The method is very sensitive to small changes and involves measuring trace concentrations of nitric oxide in groundwater. Nitric oxide is a very reactive intermediate product of denitrification and nitrification in groundwater when oxygen concentrations are low, a fact that makes it hard to measure. Denitrification and nitrification are important steps in the global nitrogen cycle. The scientists' article in Environmental Science and Technology documents the new method, which involves the injection and subsequent withdrawal of a solution of dissolved nitric oxide gas and a non-reactive tracer, such as sodium bromide, into the subsurface. The scientists monitor the resultant plume of tracer solution by withdrawing groundwater samples from multiple subsurface sampling ports (see diagram). The groundwater samples are analyzed and transformation rates for different forms of inorganic nitrogen (nitrate and nitrite) are determined.

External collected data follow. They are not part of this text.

//! Step 8: Watermarking.

use std::path::Path;

use crate::imaging::composite_watermark;
use crate::orchestrator::errors::StepError;
use crate::orchestrator::step::StepProcessor;
use crate::orchestrator::types::{
    BatchState, Context, StepResult, ValidationResult, WatermarkOutput,
};

use super::{dir_has_images, ensure_step_dir, input_dir_for, list_image_files, save_derivative};

/// Step 8: composite the configured watermark onto access derivatives.
pub struct WatermarkStep;

impl WatermarkStep {
    pub fn new() -> Self {
        Self
    }
}

impl Default for WatermarkStep {
    fn default() -> Self {
        Self::new()
    }
}

impl StepProcessor for WatermarkStep {
    fn number(&self) -> u32 {
        8
    }

    fn name(&self) -> &str {
        "Watermarking"
    }

    fn description(&self) -> &str {
        "Composite a watermark onto access derivatives"
    }

    fn validate_inputs(&self, ctx: &Context) -> ValidationResult {
        let mut result = ValidationResult::ok();

        let file = &ctx.settings.watermark.file;
        if file.is_empty() {
            result.add_error("No watermark file configured");
        } else if !Path::new(file).is_file() {
            result.add_error(format!("Watermark file missing: {}", file));
        }

        let input_dir = input_dir_for(ctx, self.number());
        if !dir_has_images(&input_dir) {
            result.add_error(format!("No input images in {}", input_dir.display()));
        }

        result
    }

    fn execute(&self, ctx: &Context, state: &mut BatchState) -> Result<StepResult, StepError> {
        let file = &ctx.settings.watermark.file;
        if file.is_empty() {
            return Err(StepError::precondition_failed("No watermark file configured"));
        }
        let mark_path = Path::new(file);
        if !mark_path.is_file() {
            return Err(StepError::file_not_found(file.clone()));
        }
        let mark = image::open(mark_path)
            .map_err(|e| StepError::image_error(format!("open watermark {}", file), e))?;

        let input_dir = input_dir_for(ctx, self.number());
        let images = list_image_files(&input_dir)?;
        if images.is_empty() {
            return Ok(StepResult::failed("No images to watermark"));
        }

        let dir = ensure_step_dir(ctx, self.number())?;
        let quality = ctx.settings.imaging.jpeg_quality;
        let total = images.len();
        let mut files = Vec::with_capacity(total);

        for (i, input) in images.iter().enumerate() {
            let name = match input.file_name() {
                Some(name) => name,
                None => continue,
            };
            let out = dir.join(name);

            let img = image::open(input)
                .map_err(|e| StepError::image_error(format!("open {}", input.display()), e))?;
            let marked = composite_watermark(&img, &mark, &ctx.settings.watermark);
            save_derivative(&marked, &out, quality)?;

            files.push(out);
            ctx.logger.progress(((i + 1) * 100 / total) as u32);
        }

        let count = files.len();
        state.watermark = Some(WatermarkOutput {
            files,
            watermark: mark_path.to_path_buf(),
        });
        Ok(StepResult::ok(format!("Watermarked {} images", count)))
    }

    fn validate_outputs(&self, _ctx: &Context, state: &BatchState) -> ValidationResult {
        let Some(out) = &state.watermark else {
            return ValidationResult::error("Watermark output not recorded");
        };
        let mut result = ValidationResult::ok();
        for file in &out.files {
            if !file.is_file() {
                result.add_error(format!(
                    "Watermarked derivative missing: {}",
                    file.display()
                ));
            }
        }
        result
    }
}
//! Derivative-generation primitives.

use std::fs::File;
use std::io::BufWriter;
use std::path::Path;

use image::codecs::jpeg::JpegEncoder;
use image::imageops::{self, FilterType};
use image::{ColorType, DynamicImage, ImageResult};

use crate::config::{WatermarkCorner, WatermarkSettings};

/// File extensions treated as batch images.
pub const IMAGE_EXTENSIONS: &[&str] = &["tif", "tiff", "jpg", "jpeg", "png"];

/// Whether the path has a recognized image extension.
pub fn is_image_file(path: &Path) -> bool {
    path.extension()
        .and_then(|e| e.to_str())
        .map(|e| {
            let lower = e.to_ascii_lowercase();
            IMAGE_EXTENSIONS.contains(&lower.as_str())
        })
        .unwrap_or(false)
}

/// Whether the image uses more than 8 bits per channel.
pub fn is_sixteen_bit(img: &DynamicImage) -> bool {
    matches!(
        img.color(),
        ColorType::L16
            | ColorType::La16
            | ColorType::Rgb16
            | ColorType::Rgba16
            | ColorType::Rgb32F
            | ColorType::Rgba32F
    )
}

/// Convert an image to 8 bits per channel, preserving alpha and grayscale.
pub fn to_eight_bit(img: &DynamicImage) -> DynamicImage {
    match img.color() {
        ColorType::L16 => DynamicImage::ImageLuma8(img.to_luma8()),
        ColorType::La16 => DynamicImage::ImageLumaA8(img.to_luma_alpha8()),
        c if c.has_alpha() => DynamicImage::ImageRgba8(img.to_rgba8()),
        _ => DynamicImage::ImageRgb8(img.to_rgb8()),
    }
}

/// Save an image as JPEG with the given quality.
///
/// JPEG has no alpha channel, so the image is flattened to RGB first.
pub fn save_jpeg(img: &DynamicImage, path: &Path, quality: u8) -> ImageResult<()> {
    let rgb = img.to_rgb8();
    let file = File::create(path).map_err(image::ImageError::IoError)?;
    let mut writer = BufWriter::new(file);
    let mut encoder = JpegEncoder::new_with_quality(&mut writer, quality.clamp(1, 100));
    encoder.encode_image(&rgb)
}

/// Bound the longest edge of an image, preserving aspect ratio.
///
/// Images already within the bound are returned unchanged.
pub fn resize_max_edge(img: &DynamicImage, max_edge: u32) -> DynamicImage {
    if img.width() <= max_edge && img.height() <= max_edge {
        return img.clone();
    }
    img.resize(max_edge, max_edge, FilterType::Lanczos3)
}

/// Composite a watermark onto an image.
///
/// The watermark is scaled relative to the base width, faded to the
/// configured opacity, and anchored to the configured corner with a
/// margin. Returns a new RGBA image.
pub fn composite_watermark(
    base: &DynamicImage,
    mark: &DynamicImage,
    settings: &WatermarkSettings,
) -> DynamicImage {
    let mut canvas = base.to_rgba8();

    // Scale the watermark to a fraction of the base width
    let scale_pct = u32::from(settings.scale_pct.clamp(1, 100));
    let target_w = (base.width() * scale_pct / 100).max(1).min(base.width());
    let target_h = ((u64::from(mark.height()) * u64::from(target_w))
        / u64::from(mark.width().max(1)))
    .max(1) as u32;
    let scaled = mark.resize_exact(target_w, target_h.min(base.height()), FilterType::Lanczos3);

    // Apply opacity to the watermark alpha channel
    let opacity = u32::from(settings.opacity_pct.min(100));
    let mut mark_rgba = scaled.to_rgba8();
    for pixel in mark_rgba.pixels_mut() {
        pixel.0[3] = (u32::from(pixel.0[3]) * opacity / 100) as u8;
    }

    // Anchor position, clamped so the watermark stays inside the canvas
    let margin = settings.margin_px;
    let max_x = canvas.width().saturating_sub(mark_rgba.width());
    let max_y = canvas.height().saturating_sub(mark_rgba.height());
    let (x, y) = match settings.corner {
        WatermarkCorner::TopLeft => (margin.min(max_x), margin.min(max_y)),
        WatermarkCorner::TopRight => (max_x.saturating_sub(margin), margin.min(max_y)),
        WatermarkCorner::BottomLeft => (margin.min(max_x), max_y.saturating_sub(margin)),
        WatermarkCorner::BottomRight => {
            (max_x.saturating_sub(margin), max_y.saturating_sub(margin))
        }
    };

    imageops::overlay(&mut canvas, &mark_rgba, i64::from(x), i64::from(y));
    DynamicImage::ImageRgba8(canvas)
}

The ability to accurately measure nitric oxide enables estimation of the rates of denitrification (in which the oxygen atoms of nitrate are removed to produce nitrogen gas) and of natural removal of nitrate contamination in the subsurface. This study was funded by the USGS Toxic Substances Hydrology and Hydrologic Research and Development Programs. The scientists that conducted this study are part of a larger team studying the fate of nutrients, such as nitrogen, and other contaminants in a groundwater contaminant plume on Cape Cod, Massachusetts.

A diagram of a subsurface plume of a tracer solution drifting past a multilevel monitoring well
Single-well tracer tests involve injecting a tracer solution into one port of a multilevel sampling well, creating a tracer cloud in the groundwater, and then monitoring the water chemistry in the tracer cloud from the same well as the tracer cloud moves away from the well.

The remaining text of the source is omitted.